Neue Haltungskennzeichnung: Wirklich ein Fortschritt?

+++ Vierstufige Haltungsform-Kennzeichnung für Milch und Milchprodukte seit dem neuen Jahr 2022 im Einzelhandel +++

Edeka, Rewe und Co. wollen damit beginnen, Milchprodukte schrittweise nur noch mit der Haltungskennzeichnung 1,2,3 oder 4 der Initiative Tierwohl (ITW) anzubieten.

+++ Was die Haltungskennzeichnungen 1,2,3,4 konkret bedeuten +++

Als erstes fällt uns auf, dass sich die beiden Haltungsstufen 1 und 2 sowie 3 und 4 nicht ausschlaggebend voneinander unterscheiden. Daher kann man kaum von einem „Upgrade“ beim Übergang von Haltungsstufe 1 auf 2 oder von 3 auf 4 sprechen.

Die Anbindehaltung ist in Haltungsstufe 1 und 2 erlaubt – zwar wird hier von „Kombinationshaltung“ gesprochen; diese entspricht letztlich allerdings der Anbindehaltung, innerhalb derer den Tieren nur zeitweise Weidegang oder der Zugang zu einem Laufhof zugesprochen wird.

Das Enthornen von Kälbern < 6 Wochen ist erlaubt und darf sogar von den Landwirt:innen selbst durchgeführt werden. Im Gegensatz dazu ist das Enthornen nur in Haltungsstufe 4 lediglich in „Ausnahmefällen“ erlaubt und darf dann auch nur von der Tierärztin durchgeführt werden.
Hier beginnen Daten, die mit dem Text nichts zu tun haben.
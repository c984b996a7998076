mod camera;
mod character;
mod chat;
mod console;
mod game_state;
mod player;
mod settings;
mod world;

use bevy::{
    diagnostic::{FrameTimeDiagnosticsPlugin, LogDiagnosticsPlugin},
    log::LogPlugin,
    prelude::*,
    window::PresentMode,
};

use camera::CameraPlugin;
use character::CharacterPlugin;
use chat::ChatPlugin;
use console::ConsolePlugin;
use game_state::AppState;
use player::PlayerPlugin;
use settings::{GameSettings, SettingsError, SETTINGS_PATH};
use world::WorldPlugin;

fn main() -> Result<(), SettingsError> {
    // Bad settings stop the game before a window opens
    let settings = GameSettings::load_or_default(SETTINGS_PATH)?;

    App::new()
        .add_plugins(
            DefaultPlugins
                .set(WindowPlugin {
                    primary_window: Some(Window {
                        title: settings.window.title.clone(),
                        present_mode: PresentMode::AutoNoVsync,
                        ..default()
                    }),
                    ..default()
                })
                .set(LogPlugin {
                    filter: settings.window.log_filter.clone(),
                    ..default()
                }),
        )
        .add_plugins((
            FrameTimeDiagnosticsPlugin::default(),
            LogDiagnosticsPlugin::default(),
        ))
        .init_state::<AppState>()
        .insert_resource(settings.camera)
        .insert_resource(settings.input)
        .insert_resource(settings.console)
        .insert_resource(settings.account)
        .add_plugins((
            ConsolePlugin,
            CharacterPlugin,
            WorldPlugin,
            PlayerPlugin,
            CameraPlugin,
            ChatPlugin,
        ))
        .run();

    Ok(())
}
In Sachen „Komforteinrichtung“ bedeutet Haltungsstufe 1 keine Vorgaben. In allen anderen Haltungsstufen ist eine Scheuer-Kratz-Bürste vorgeschrieben.

Insgesamt hört sich die Haltungskennzeichnung für sog. „Milch“kühe, die der Lebensmitteleinzelhandel nun auf den Markt bringt, also wirklich nicht sehr fortschrittlich an. Das Halten von „Milch“kühen in Anbindehaltung sollte aus tierschutzrechtlichen Gründen längst der Vergangenheit angehören! Die Ampelkoalition will die Anbindehaltung zwar abschaffen, allerdings mit einer Übergangsfrist von 10 Jahren. Dass sich „Tierwohl“ durch Scheuer-Bürsten nicht erwähnenswert steigern lässt, sollte sowieso klar sein. Auch das Enthornen, ein schmerzhafter Eingriff an sehr jungen Kälbern, dürfte längst nicht mehr legal sein! Der Schmerz nach der Enthornung hält Tage bis Wochen an.

Außerdem sprechen die Haltungsstufen 1 und 2 sogar gegen die Versprechungen im Koalitionsvertrag, in dem es heißt, dass nur noch die Haltungsformen der oberen Stufen zukunfts- und förderfähig sein werden.

Dringender Handlungsbedarf besteht darüber hinaus seit Langem in der Tierschutznutztierhaltungsverordnung, in der nach wie vor lediglich die Haltung von Kälbern bis zum Alter von sechs Monaten enthalten ist und thematisiert wird. Ausdrückliche, gesetzliche Anforderungen an das Halten von „Milch“kühen, gibt es dagegen nicht.